▶ What you need to do
Scan the entries for lines with the word "eprintln" and copy those lines.
── Provided information ──
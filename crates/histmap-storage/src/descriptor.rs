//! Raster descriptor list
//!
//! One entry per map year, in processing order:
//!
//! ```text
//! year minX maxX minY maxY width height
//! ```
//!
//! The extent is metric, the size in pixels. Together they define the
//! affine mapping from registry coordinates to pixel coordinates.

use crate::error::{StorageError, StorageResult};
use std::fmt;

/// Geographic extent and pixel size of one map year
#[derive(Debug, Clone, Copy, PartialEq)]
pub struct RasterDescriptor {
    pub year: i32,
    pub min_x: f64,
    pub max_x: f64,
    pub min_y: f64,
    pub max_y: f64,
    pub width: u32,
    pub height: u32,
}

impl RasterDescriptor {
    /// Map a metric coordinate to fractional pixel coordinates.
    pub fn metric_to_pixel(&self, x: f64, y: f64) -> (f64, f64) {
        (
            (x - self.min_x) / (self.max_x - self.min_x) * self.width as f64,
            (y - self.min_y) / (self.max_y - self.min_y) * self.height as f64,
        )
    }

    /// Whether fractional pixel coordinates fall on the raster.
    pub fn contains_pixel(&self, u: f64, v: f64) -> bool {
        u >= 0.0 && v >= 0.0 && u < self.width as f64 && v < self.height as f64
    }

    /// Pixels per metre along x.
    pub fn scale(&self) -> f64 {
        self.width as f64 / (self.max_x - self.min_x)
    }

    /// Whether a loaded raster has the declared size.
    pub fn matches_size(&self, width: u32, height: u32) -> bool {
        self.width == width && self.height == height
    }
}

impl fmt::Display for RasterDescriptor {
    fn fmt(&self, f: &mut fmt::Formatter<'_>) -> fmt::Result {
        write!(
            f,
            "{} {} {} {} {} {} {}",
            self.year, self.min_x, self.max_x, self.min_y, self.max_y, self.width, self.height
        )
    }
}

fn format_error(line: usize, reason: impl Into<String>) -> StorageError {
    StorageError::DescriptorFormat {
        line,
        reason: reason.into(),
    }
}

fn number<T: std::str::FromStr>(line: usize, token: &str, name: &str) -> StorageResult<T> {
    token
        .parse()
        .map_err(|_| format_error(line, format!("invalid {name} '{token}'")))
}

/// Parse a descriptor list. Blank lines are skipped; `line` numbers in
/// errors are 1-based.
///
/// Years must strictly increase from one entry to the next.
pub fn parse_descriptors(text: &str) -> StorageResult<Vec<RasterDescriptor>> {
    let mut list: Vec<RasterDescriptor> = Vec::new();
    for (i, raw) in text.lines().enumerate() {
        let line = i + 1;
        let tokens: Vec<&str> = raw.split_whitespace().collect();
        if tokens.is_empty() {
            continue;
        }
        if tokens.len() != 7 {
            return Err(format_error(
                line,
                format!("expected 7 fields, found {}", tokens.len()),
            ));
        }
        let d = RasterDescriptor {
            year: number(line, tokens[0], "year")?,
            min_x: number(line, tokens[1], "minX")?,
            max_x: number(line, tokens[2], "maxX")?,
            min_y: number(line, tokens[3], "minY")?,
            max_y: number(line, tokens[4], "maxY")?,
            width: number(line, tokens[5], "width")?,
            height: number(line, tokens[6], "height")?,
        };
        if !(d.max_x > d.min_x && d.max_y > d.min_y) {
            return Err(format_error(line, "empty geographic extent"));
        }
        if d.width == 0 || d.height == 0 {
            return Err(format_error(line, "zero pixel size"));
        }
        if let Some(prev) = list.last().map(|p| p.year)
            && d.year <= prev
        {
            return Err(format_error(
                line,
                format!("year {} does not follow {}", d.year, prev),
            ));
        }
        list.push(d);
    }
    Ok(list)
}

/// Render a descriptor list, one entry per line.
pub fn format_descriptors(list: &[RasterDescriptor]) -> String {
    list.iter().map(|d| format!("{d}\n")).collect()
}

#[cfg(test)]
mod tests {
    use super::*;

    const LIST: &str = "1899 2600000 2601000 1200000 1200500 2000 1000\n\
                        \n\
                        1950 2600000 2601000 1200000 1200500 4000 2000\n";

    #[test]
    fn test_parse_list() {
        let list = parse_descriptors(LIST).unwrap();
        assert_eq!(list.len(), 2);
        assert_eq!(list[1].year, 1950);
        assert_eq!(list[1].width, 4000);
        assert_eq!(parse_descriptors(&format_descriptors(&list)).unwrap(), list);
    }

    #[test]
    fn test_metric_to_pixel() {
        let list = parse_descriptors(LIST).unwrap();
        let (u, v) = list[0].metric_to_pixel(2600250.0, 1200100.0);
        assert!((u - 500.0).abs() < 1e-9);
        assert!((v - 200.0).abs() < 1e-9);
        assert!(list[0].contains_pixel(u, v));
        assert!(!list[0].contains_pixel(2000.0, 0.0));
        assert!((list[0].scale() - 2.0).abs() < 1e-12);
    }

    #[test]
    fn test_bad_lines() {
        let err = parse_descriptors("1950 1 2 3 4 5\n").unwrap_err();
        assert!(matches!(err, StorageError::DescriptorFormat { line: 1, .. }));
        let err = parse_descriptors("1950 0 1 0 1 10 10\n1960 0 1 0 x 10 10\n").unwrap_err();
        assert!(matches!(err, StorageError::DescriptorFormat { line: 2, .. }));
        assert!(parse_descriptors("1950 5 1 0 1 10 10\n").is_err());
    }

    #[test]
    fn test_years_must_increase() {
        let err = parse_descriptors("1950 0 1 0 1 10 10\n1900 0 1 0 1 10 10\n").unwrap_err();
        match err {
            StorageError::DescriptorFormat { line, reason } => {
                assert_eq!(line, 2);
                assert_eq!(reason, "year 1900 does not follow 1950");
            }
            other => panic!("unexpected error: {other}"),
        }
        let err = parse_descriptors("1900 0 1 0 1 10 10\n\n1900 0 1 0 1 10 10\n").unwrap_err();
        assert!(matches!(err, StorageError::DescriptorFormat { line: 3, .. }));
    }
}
───
── Provided information ──
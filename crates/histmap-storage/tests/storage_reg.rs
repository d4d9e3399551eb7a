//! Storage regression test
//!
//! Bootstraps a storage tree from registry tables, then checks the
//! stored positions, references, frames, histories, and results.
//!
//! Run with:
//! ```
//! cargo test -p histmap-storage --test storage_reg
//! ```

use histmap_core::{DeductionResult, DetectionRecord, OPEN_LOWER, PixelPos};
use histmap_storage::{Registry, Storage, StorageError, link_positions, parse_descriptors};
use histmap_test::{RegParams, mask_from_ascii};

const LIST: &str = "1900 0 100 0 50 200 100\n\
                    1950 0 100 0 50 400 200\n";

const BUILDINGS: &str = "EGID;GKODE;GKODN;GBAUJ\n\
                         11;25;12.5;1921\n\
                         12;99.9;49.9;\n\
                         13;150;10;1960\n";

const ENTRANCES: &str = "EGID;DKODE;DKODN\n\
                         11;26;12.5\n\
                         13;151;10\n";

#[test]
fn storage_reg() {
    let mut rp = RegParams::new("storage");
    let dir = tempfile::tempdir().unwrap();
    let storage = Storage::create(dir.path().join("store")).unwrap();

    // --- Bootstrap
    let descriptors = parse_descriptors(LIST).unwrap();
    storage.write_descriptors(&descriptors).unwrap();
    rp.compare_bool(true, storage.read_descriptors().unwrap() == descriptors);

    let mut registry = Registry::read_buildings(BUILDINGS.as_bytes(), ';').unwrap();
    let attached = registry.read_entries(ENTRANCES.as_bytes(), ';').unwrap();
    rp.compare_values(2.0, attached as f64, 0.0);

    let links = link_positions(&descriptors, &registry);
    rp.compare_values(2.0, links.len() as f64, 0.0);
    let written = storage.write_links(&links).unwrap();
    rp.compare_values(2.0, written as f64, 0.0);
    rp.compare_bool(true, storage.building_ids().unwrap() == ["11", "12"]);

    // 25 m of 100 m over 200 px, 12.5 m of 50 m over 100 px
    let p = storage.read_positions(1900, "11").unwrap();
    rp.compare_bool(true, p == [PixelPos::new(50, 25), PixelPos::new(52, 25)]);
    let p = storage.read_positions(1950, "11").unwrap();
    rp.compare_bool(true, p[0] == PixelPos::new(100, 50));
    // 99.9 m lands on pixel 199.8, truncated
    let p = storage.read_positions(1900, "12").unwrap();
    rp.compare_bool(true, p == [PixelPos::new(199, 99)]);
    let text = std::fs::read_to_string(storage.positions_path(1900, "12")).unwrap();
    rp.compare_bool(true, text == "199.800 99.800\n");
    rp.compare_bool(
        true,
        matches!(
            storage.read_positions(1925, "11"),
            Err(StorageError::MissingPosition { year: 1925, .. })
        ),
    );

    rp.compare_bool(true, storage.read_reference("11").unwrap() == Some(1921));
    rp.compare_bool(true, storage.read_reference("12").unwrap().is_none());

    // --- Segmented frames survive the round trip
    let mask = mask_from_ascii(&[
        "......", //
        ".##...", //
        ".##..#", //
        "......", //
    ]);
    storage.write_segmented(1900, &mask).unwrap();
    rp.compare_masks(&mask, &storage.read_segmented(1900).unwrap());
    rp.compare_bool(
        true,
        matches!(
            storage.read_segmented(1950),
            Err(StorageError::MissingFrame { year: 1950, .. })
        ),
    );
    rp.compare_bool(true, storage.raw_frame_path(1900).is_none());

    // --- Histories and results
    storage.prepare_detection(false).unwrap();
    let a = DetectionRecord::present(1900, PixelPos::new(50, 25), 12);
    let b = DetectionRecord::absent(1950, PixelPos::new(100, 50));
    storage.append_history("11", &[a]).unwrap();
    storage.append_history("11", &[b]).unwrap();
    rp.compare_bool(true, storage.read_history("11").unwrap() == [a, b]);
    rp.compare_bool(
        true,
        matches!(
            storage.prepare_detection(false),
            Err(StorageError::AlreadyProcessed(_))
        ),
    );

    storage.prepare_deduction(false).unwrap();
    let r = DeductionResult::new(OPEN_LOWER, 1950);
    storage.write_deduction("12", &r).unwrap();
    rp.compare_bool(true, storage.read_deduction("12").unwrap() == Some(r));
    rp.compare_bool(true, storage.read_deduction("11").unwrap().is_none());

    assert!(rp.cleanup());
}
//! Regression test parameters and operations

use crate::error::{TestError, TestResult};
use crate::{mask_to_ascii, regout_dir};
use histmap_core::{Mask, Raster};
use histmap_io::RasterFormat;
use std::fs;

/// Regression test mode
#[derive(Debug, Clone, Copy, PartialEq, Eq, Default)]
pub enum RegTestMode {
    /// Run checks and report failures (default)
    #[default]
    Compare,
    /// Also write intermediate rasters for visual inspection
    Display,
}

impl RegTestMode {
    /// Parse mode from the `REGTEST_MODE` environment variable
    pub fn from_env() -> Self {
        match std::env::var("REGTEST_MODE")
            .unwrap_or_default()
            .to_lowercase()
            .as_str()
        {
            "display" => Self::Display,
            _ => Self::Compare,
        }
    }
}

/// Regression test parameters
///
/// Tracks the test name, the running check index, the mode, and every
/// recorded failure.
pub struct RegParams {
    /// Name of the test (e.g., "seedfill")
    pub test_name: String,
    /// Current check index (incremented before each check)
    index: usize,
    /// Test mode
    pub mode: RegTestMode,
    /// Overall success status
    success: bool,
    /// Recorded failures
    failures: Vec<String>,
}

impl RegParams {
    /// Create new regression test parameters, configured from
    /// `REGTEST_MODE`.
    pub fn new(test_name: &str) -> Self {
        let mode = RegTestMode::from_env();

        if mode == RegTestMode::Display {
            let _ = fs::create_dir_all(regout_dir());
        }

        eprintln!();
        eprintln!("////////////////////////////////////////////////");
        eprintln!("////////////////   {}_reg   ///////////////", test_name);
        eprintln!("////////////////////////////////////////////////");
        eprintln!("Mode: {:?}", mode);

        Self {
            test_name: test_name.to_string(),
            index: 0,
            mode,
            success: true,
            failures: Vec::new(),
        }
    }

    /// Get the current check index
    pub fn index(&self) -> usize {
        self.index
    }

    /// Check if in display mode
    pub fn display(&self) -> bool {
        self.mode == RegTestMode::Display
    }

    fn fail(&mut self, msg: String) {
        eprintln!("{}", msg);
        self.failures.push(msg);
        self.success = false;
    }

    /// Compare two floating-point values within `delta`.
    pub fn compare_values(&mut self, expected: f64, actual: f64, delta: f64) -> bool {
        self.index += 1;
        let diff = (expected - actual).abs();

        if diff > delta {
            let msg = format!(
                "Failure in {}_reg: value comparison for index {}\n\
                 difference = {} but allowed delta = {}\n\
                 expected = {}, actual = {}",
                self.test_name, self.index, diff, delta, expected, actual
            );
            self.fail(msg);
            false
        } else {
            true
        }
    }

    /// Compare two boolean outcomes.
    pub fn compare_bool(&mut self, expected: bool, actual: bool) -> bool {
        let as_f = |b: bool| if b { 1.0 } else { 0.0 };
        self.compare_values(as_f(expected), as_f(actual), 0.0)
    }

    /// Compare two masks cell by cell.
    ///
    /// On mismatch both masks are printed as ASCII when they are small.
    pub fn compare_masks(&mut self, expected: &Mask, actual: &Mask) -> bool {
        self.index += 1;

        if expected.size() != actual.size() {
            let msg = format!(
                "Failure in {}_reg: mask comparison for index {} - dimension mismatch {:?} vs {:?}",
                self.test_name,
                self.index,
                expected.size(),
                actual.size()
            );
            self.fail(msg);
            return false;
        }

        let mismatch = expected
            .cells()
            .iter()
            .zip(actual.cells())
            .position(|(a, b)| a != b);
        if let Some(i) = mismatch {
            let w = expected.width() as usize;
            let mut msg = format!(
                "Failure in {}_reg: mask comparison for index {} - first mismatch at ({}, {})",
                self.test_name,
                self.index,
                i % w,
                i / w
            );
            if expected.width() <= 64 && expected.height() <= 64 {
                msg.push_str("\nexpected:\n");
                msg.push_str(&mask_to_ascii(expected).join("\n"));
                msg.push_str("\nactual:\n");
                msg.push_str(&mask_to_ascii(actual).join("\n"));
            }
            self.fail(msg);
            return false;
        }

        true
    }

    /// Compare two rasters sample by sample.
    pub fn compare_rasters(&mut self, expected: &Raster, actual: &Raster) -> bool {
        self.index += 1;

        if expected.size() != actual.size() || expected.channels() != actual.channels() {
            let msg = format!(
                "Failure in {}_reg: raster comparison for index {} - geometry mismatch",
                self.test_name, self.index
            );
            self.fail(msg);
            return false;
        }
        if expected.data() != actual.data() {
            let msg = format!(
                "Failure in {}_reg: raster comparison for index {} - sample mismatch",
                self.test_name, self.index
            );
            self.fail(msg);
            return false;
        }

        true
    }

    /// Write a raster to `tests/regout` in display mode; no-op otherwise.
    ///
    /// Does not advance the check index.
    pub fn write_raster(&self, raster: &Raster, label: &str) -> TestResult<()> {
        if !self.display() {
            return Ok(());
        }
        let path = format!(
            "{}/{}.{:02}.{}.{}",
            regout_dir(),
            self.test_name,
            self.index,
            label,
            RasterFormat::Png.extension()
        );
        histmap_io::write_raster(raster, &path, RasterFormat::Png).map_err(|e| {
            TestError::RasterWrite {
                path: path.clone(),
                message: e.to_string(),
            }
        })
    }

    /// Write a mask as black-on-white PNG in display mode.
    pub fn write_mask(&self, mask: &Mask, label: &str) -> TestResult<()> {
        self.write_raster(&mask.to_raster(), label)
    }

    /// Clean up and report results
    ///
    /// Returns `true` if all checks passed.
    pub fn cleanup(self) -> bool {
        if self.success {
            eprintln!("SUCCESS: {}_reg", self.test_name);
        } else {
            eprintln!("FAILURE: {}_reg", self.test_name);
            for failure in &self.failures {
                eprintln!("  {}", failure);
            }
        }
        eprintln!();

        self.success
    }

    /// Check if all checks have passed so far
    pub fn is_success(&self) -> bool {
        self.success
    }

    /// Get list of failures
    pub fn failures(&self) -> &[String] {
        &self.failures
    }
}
───
── Provided information ──
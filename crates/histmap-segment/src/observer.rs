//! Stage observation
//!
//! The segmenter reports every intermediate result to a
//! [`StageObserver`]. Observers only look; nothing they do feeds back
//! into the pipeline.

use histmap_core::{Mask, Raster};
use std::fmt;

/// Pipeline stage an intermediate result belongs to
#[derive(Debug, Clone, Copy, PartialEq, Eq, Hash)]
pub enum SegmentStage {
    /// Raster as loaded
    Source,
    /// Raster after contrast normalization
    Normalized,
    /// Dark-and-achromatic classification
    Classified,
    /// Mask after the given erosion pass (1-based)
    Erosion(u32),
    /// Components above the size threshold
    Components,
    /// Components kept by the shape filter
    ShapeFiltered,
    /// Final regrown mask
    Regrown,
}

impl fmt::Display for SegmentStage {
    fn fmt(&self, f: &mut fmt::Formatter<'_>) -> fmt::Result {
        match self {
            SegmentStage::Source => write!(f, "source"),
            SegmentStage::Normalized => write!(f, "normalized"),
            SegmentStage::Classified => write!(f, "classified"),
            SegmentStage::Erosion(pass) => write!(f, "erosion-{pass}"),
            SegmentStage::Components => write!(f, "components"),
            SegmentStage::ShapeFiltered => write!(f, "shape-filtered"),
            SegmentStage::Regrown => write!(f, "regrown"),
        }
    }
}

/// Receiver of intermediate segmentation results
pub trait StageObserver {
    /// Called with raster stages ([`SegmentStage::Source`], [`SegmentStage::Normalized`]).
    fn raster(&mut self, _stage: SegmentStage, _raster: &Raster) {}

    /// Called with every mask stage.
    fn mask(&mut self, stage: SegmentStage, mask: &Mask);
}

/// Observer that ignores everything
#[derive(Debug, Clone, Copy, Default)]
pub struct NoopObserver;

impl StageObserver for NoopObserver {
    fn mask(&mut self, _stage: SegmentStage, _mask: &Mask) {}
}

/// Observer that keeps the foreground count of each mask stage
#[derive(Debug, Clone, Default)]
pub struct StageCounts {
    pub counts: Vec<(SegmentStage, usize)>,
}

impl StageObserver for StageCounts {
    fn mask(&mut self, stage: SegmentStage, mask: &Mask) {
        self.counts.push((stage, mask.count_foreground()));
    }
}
───
▶ Written answer
        eprintln!();
        eprintln!("////////////////////////////////////////////////");
        eprintln!("////////////////   {}_reg   ///////////////", test_name);
        eprintln!("////////////////////////////////////////////////");
        eprintln!("Mode: {:?}", mode);
        eprintln!("{}", msg);
            eprintln!("SUCCESS: {}_reg", self.test_name);
            eprintln!("FAILURE: {}_reg", self.test_name);
                eprintln!("  {}", failure);
        eprintln!();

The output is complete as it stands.